Human Genetics

, Volume 116, Issue 1, pp 91–104

The impact of MECP2 mutations in the expression patterns of Rett syndrome patients

Authors

  • Esteban Ballestar
    • Cancer Epigenetics Laboratory, Molecular Pathology ProgrammeSpanish National Cancer Centre (CNIO)
  • Santiago Ropero
    • Cancer Epigenetics Laboratory, Molecular Pathology ProgrammeSpanish National Cancer Centre (CNIO)
  • Miguel Alaminos
    • Cancer Epigenetics Laboratory, Molecular Pathology ProgrammeSpanish National Cancer Centre (CNIO)
  • Judith Armstrong
    • Genetics SectionUniversity Hospital Sant Joan de Deu
  • Fernando Setien
    • Cancer Epigenetics Laboratory, Molecular Pathology ProgrammeSpanish National Cancer Centre (CNIO)
  • Ruben Agrelo
    • Cancer Epigenetics Laboratory, Molecular Pathology ProgrammeSpanish National Cancer Centre (CNIO)
  • Mario F. Fraga
    • Cancer Epigenetics Laboratory, Molecular Pathology ProgrammeSpanish National Cancer Centre (CNIO)
  • Michel Herranz
    • Cancer Epigenetics Laboratory, Molecular Pathology ProgrammeSpanish National Cancer Centre (CNIO)
  • Sonia Avila
    • Cancer Epigenetics Laboratory, Molecular Pathology ProgrammeSpanish National Cancer Centre (CNIO)
  • Mercedes Pineda
    • Neurology ServiceUniversity Hospital Sant Joan de Deu
  • Eugenia Monros
    • Genetics SectionUniversity Hospital Sant Joan de Deu
    • Cancer Epigenetics Laboratory, Molecular Pathology ProgrammeSpanish National Cancer Centre (CNIO)
Original Investigation

DOI: 10.1007/s00439-004-1200-0

Cite this article as:
Ballestar, E., Ropero, S., Alaminos, M. et al.
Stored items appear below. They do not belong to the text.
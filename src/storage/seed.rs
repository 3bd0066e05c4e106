//! Sample companies and employees loaded by the development server

use crate::models::{Company, Employee, Gender};
use chrono::NaiveDate;
use uuid::{Uuid, uuid};

const MICROSOFT: Uuid = uuid!("bbdee09c-089b-4d30-bece-44df5923716c");
const GOOGLE: Uuid = uuid!("6fb600c1-9011-4fd7-9234-881379716440");
const ALIPAPA: Uuid = uuid!("5efc910b-2f45-43df-afee-620d40542853");

fn company(id: Uuid, name: &str, introduction: &str) -> Company {
    Company {
        id,
        name: name.to_string(),
        country: None,
        industry: None,
        product: None,
        introduction: Some(introduction.to_string()),
        bankrupt_time: None,
    }
}

fn employee(
    id: Uuid,
    company_id: Uuid,
    employee_no: &str,
    name: (&str, &str),
    gender: Gender,
    born: (i32, u32, u32),
) -> Option<Employee> {
    Some(Employee {
        id,
        company_id,
        employee_no: employee_no.to_string(),
        first_name: name.0.to_string(),
        last_name: name.1.to_string(),
        gender,
        date_of_birth: NaiveDate::from_ymd_opt(born.0, born.1, born.2)?,
    })
}

pub fn companies() -> Vec<Company> {
    vec![
        company(MICROSOFT, "Microsoft", "Great Company"),
        company(GOOGLE, "Google", "Don't be evil"),
        company(ALIPAPA, "Alipapa", "Fubao Company"),
    ]
}

pub fn employees() -> Vec<Employee> {
    [
        employee(
            uuid!("ca268a19-0f39-4d8b-b8d6-5bace54f8027"),
            MICROSOFT,
            "M001",
            ("William", "Gates"),
            Gender::Male,
            (1955, 10, 28),
        ),
        employee(
            uuid!("265348d2-1276-4ada-ae33-4c1b8348edce"),
            MICROSOFT,
            "M024",
            ("Kent", "Back"),
            Gender::Male,
            (1998, 1, 14),
        ),
        employee(
            uuid!("47b70abc-98b8-4fdc-b9fa-5dd6716f6e6b"),
            GOOGLE,
            "G003",
            ("Mary", "King"),
            Gender::Female,
            (1986, 11, 4),
        ),
        employee(
            uuid!("059e2fcb-e5a4-4188-9b46-06184bcb111b"),
            GOOGLE,
            "G007",
            ("Kevin", "Richardson"),
            Gender::Male,
            (1977, 4, 6),
        ),
        employee(
            uuid!("a868ff18-3398-4598-b420-4878974a517a"),
            ALIPAPA,
            "A001",
            ("Jack", "Ma"),
            Gender::Male,
            (1964, 9, 10),
        ),
        employee(
            uuid!("2c3bb40c-5907-4eb7-bb2c-7d62edb430c9"),
            ALIPAPA,
            "A201",
            ("Lorraine", "Shaw"),
            Gender::Female,
            (1997, 2, 6),
        ),
    ]
    .into_iter()
    .flatten()
    .collect()
}

#[cfg(test)]
mod tests {
    use super::*;

    #[test]
    fn test_every_employee_belongs_to_a_seeded_company() {
        let companies = companies();
        let employees = employees();
        assert_eq!(employees.len(), 6);
        assert!(
            employees
                .iter()
                .all(|e| companies.iter().any(|c| c.id == e.company_id))
        );
    }
}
Hum Genet (2005) 116: 91. doi:10.1007/s00439-004-1200-0

Abstract

Rett syndrome (RTT), the second most common cause of mental retardation in females, has been associated with mutations in MeCP2, the archetypical member of the methyl-CpG binding domain (MBD) family of proteins. MeCP2 additionally possesses a transcriptional repression domain (TRD). We have compared the gene expression profiles of RTT- and normal female-derived lymphoblastoid cells by using cDNA microarrays. Clustering analysis allowed the classification of RTT patients according to the localization of the MeCP2 mutation (MBD or TRD) and those with clinically diagnosed RTT but without detectable MeCP2 mutations. Numerous genes were observed to be overexpressed in RTT patients compared with control samples, including excellent candidate genes for neurodevelopmental disease. Chromatin immunoprecipitation analysis confirmed that binding of MeCP2 to corresponding promoter CpG islands was lost in RTT-derived cells harboring a mutation in the region of the MECP2 gene encoding the MBD. Bisulfite genomic sequencing demonstrated that the majority of MeCP2 binding occurred in DNA sequences with methylation-associated silencing. Most importantly, the finding that these genes are also methylated and bound by MeCP2 in neuron-related cells suggests a role in this neurodevelopmental disease. Our results provide new data of the underlying mechanisms of RTT and unveil novel targets of MeCP2-mediated gene repression.